From these somewhat unpromising beginnings grew a school renowned for teaching, research, and service. Merger with the older College of Dental and Oral Surgery of New York in 1923 brought it additional students and faculty and five years later it joined Columbia’s other health science schools on the new campus of what was then called the Columbia-Presbyterian Medical Center. Its motto, “Primus Inter Pares” or “First Among Equals” announced its intention to be second to none among American dental schools.

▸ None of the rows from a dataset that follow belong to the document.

use crate::domain::prerelease;
use crate::error::{Result, SemverLabelsError};
use std::fmt;
use std::str::FromStr;
use tracing::trace;

/// Semantic version per semver 2.0.0
///
/// Equality ignores build metadata: `1.2.3+a` and `1.2.3+b` are the same
/// version.
#[derive(Debug, Clone, Eq)]
pub struct Version {
    inner: semver::Version,
}

impl Version {
    /// Create a release version with no prerelease or build metadata
    pub fn new(major: u64, minor: u64, patch: u64) -> Self {
        Version {
            inner: semver::Version::new(major, minor, patch),
        }
    }

    /// Parse a version, accepting an optional leading `v` (e.g. "v1.2.3")
    pub fn parse(version: &str) -> Result<Self> {
        let clean = version.strip_prefix('v').unwrap_or(version);
        let inner = semver::Version::parse(clean)
            .map_err(|e| SemverLabelsError::invalid_semver(version, e))?;
        Ok(Version { inner })
    }

    pub fn major(&self) -> u64 {
        self.inner.major
    }

    pub fn minor(&self) -> u64 {
        self.inner.minor
    }

    pub fn patch(&self) -> u64 {
        self.inner.patch
    }

    pub fn prerelease(&self) -> &str {
        self.inner.pre.as_str()
    }

    pub fn build(&self) -> &str {
        self.inner.build.as_str()
    }

    /// Increment patch, dropping prerelease and build metadata
    pub fn bump_patch(&self, prerelease: bool) -> Result<Self> {
        let next = semver::Version::new(self.major(), self.minor(), self.increment(self.patch())?);
        self.compose(next, prerelease)
    }

    /// Increment minor and zero patch, dropping prerelease and build metadata
    pub fn bump_minor(&self, prerelease: bool) -> Result<Self> {
        let next = semver::Version::new(self.major(), self.increment(self.minor())?, 0);
        self.compose(next, prerelease)
    }

    /// Increment major and zero minor and patch, dropping prerelease and build metadata
    pub fn bump_major(&self, prerelease: bool) -> Result<Self> {
        let next = semver::Version::new(self.increment(self.major())?, 0, 0);
        self.compose(next, prerelease)
    }

    /// Replace the prerelease identifier with the next counter value.
    ///
    /// The core triple and build metadata are left untouched.
    pub fn bump_prerelease(&self) -> Result<Self> {
        let mut inner = self.inner.clone();
        inner.pre = prerelease::identifier(&prerelease::next_counter(self.prerelease())?)?;
        Ok(Version { inner })
    }

    // The counter continues from the prerelease of the version being bumped,
    // not from the freshly bumped core.
    fn compose(&self, mut next: semver::Version, prerelease: bool) -> Result<Self> {
        if prerelease {
            next.pre = prerelease::identifier(&prerelease::next_counter(self.prerelease())?)?;
        }
        Ok(Version { inner: next })
    }

    fn increment(&self, component: u64) -> Result<u64> {
        component.checked_add(1).ok_or_else(|| {
            SemverLabelsError::invalid_semver(self.to_string(), "version component overflows")
        })
    }
}

impl PartialEq for Version {
    fn eq(&self, other: &Self) -> bool {
        self.inner.cmp_precedence(&other.inner).is_eq()
    }
}

impl FromStr for Version {
    type Err = SemverLabelsError;

    fn from_str(s: &str) -> Result<Self> {
        Version::parse(s)
    }
}

impl fmt::Display for Version {
    fn fmt(&self, f: &mut fmt::Formatter<'_>) -> fmt::Result {
        write!(f, "{}", self.inner)
    }
}

/// Returns true if `version` parses as semver (with optional `v` prefix)
pub fn is_valid(version: &str) -> bool {
    Version::parse(version).is_ok()
}

/// Canonical form of `version`: the `v` prefix is stripped, build metadata kept
pub fn current(version: &str) -> Result<String> {
    trace!(version, "current");
    Ok(Version::parse(version)?.to_string())
}

pub fn bump_patch(version: &str, prerelease: bool) -> Result<String> {
    trace!(version, prerelease, "bump patch");
    Ok(Version::parse(version)?.bump_patch(prerelease)?.to_string())
}

pub fn bump_minor(version: &str, prerelease: bool) -> Result<String> {
    trace!(version, prerelease, "bump minor");
    Ok(Version::parse(version)?.bump_minor(prerelease)?.to_string())
}

pub fn bump_major(version: &str, prerelease: bool) -> Result<String> {
    trace!(version, prerelease, "bump major");
    Ok(Version::parse(version)?.bump_major(prerelease)?.to_string())
}

pub fn bump_prerelease(version: &str) -> Result<String> {
    trace!(version, "bump prerelease");
    Ok(Version::parse(version)?.bump_prerelease()?.to_string())
}
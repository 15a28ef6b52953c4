/// Which semver component a run increments
#[derive(Debug, Clone, Copy, PartialEq, Eq)]
pub enum BumpKind {
    /// No version change
    None,
    /// Write the configured initial version
    Initial,
    Prerelease,
    Patch,
    Minor,
    Major,
}

impl BumpKind {
    /// Kinds that can be selected by a merge request label on their own
    pub fn is_primary(self) -> bool {
        matches!(
            self,
            BumpKind::Initial | BumpKind::Patch | BumpKind::Minor | BumpKind::Major
        )
    }
}

/// How the next version is decided for one invocation
#[derive(Debug, Clone, Copy, PartialEq, Eq)]
pub enum Mode {
    /// Print the canonical form of the latest tag
    Current,
    /// Apply the given bump without consulting labels
    Explicit(BumpKind),
    /// Derive the bump from merge request labels
    Labels,
}

/// Outcome of classifying a label set
#[derive(Debug, Clone, Copy, PartialEq, Eq)]
pub struct Classification {
    pub kind: BumpKind,
    /// A prerelease label was present
    pub prerelease: bool,
}
use crate::error::{Result, SemverLabelsError};
use crate::gitlab::MergeRequestApi;
use serde::Deserialize;
use tracing::debug;
use url::Url;

/// Header GitLab reads personal, project and group access tokens from
const TOKEN_HEADER: &str = "PRIVATE-TOKEN";

/// Blocking client for the GitLab REST API v4
pub struct GitLabClient {
    base_url: Url,
    token: Option<String>,
    agent: ureq::Agent,
}

/// The part of a merge request response the tool reads
#[derive(Debug, Deserialize)]
struct MergeRequest {
    iid: u64,
    #[serde(default)]
    title: String,
    #[serde(default)]
    labels: Vec<String>,
}

impl GitLabClient {
    /// Create a client for the instance at `base_url`
    ///
    /// An empty `token` sends unauthenticated requests.
    pub fn new(base_url: &str, token: &str) -> Result<Self> {
        let base_url = Url::parse(base_url).map_err(|e| {
            SemverLabelsError::gitlab(format!("invalid GitLab URL '{}': {}", base_url, e))
        })?;
        if base_url.cannot_be_a_base() {
            return Err(SemverLabelsError::gitlab(format!(
                "invalid GitLab URL '{}'",
                base_url
            )));
        }

        Ok(GitLabClient {
            base_url,
            token: Some(token.to_string()).filter(|t| !t.is_empty()),
            agent: ureq::AgentBuilder::new().build(),
        })
    }

    fn merge_request_url(&self, project: &str, iid: u64) -> Result<Url> {
        let iid = iid.to_string();
        let mut url = self.base_url.clone();
        url.path_segments_mut()
            .map_err(|_| SemverLabelsError::gitlab("GitLab URL cannot take a path"))?
            .pop_if_empty()
            .extend(&[
                "api",
                "v4",
                "projects",
                project,
                "merge_requests",
                iid.as_str(),
            ]);
        Ok(url)
    }
}

impl MergeRequestApi for GitLabClient {
    fn merge_request_labels(&self, project: &str, iid: u64) -> Result<Vec<String>> {
        let url = self.merge_request_url(project, iid)?;
        debug!(%url, "get merge request");

        let mut request = self.agent.request_url("GET", &url);
        if let Some(token) = &self.token {
            request = request.set(TOKEN_HEADER, token);
        }

        let merge_request: MergeRequest = request
            .call()
            .map_err(|e| {
                SemverLabelsError::gitlab(format!(
                    "failed to get information about merge request: {}",
                    e
                ))
            })?
            .into_json()
            .map_err(|e| {
                SemverLabelsError::gitlab(format!("invalid merge request response: {}", e))
            })?;

        debug!(iid = merge_request.iid, title = %merge_request.title, "found merge request");
        Ok(merge_request.labels)
    }
}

Archives & Special Collections of the Augustus C. Long Health Sciences Library is pleased to announce the opening of a new exhibit on the history of the College of Dental Medicine. Included are the original proposal for the school, A Dental School on University Lines (1916); the bell used to signal the change of classes; original newspaper clippings; vintage photographs; the first school catalog; yearbooks; and other original documents that tell the story of a century of dental education at Columbia University.
The exhibit runs from September 16, 2016 to January 6, 2017 and is located on Lower Level 2 of the Hammer Health Sciences Center. As part of the Teaching and Learning Center, the exhibit area is open 24 hours. A valid Columbia University or New York-Presbyterian Hospital ID is needed to access Hammer, but arrangements can be made for viewing the exhibit by those unaffiliated with the Medical Center.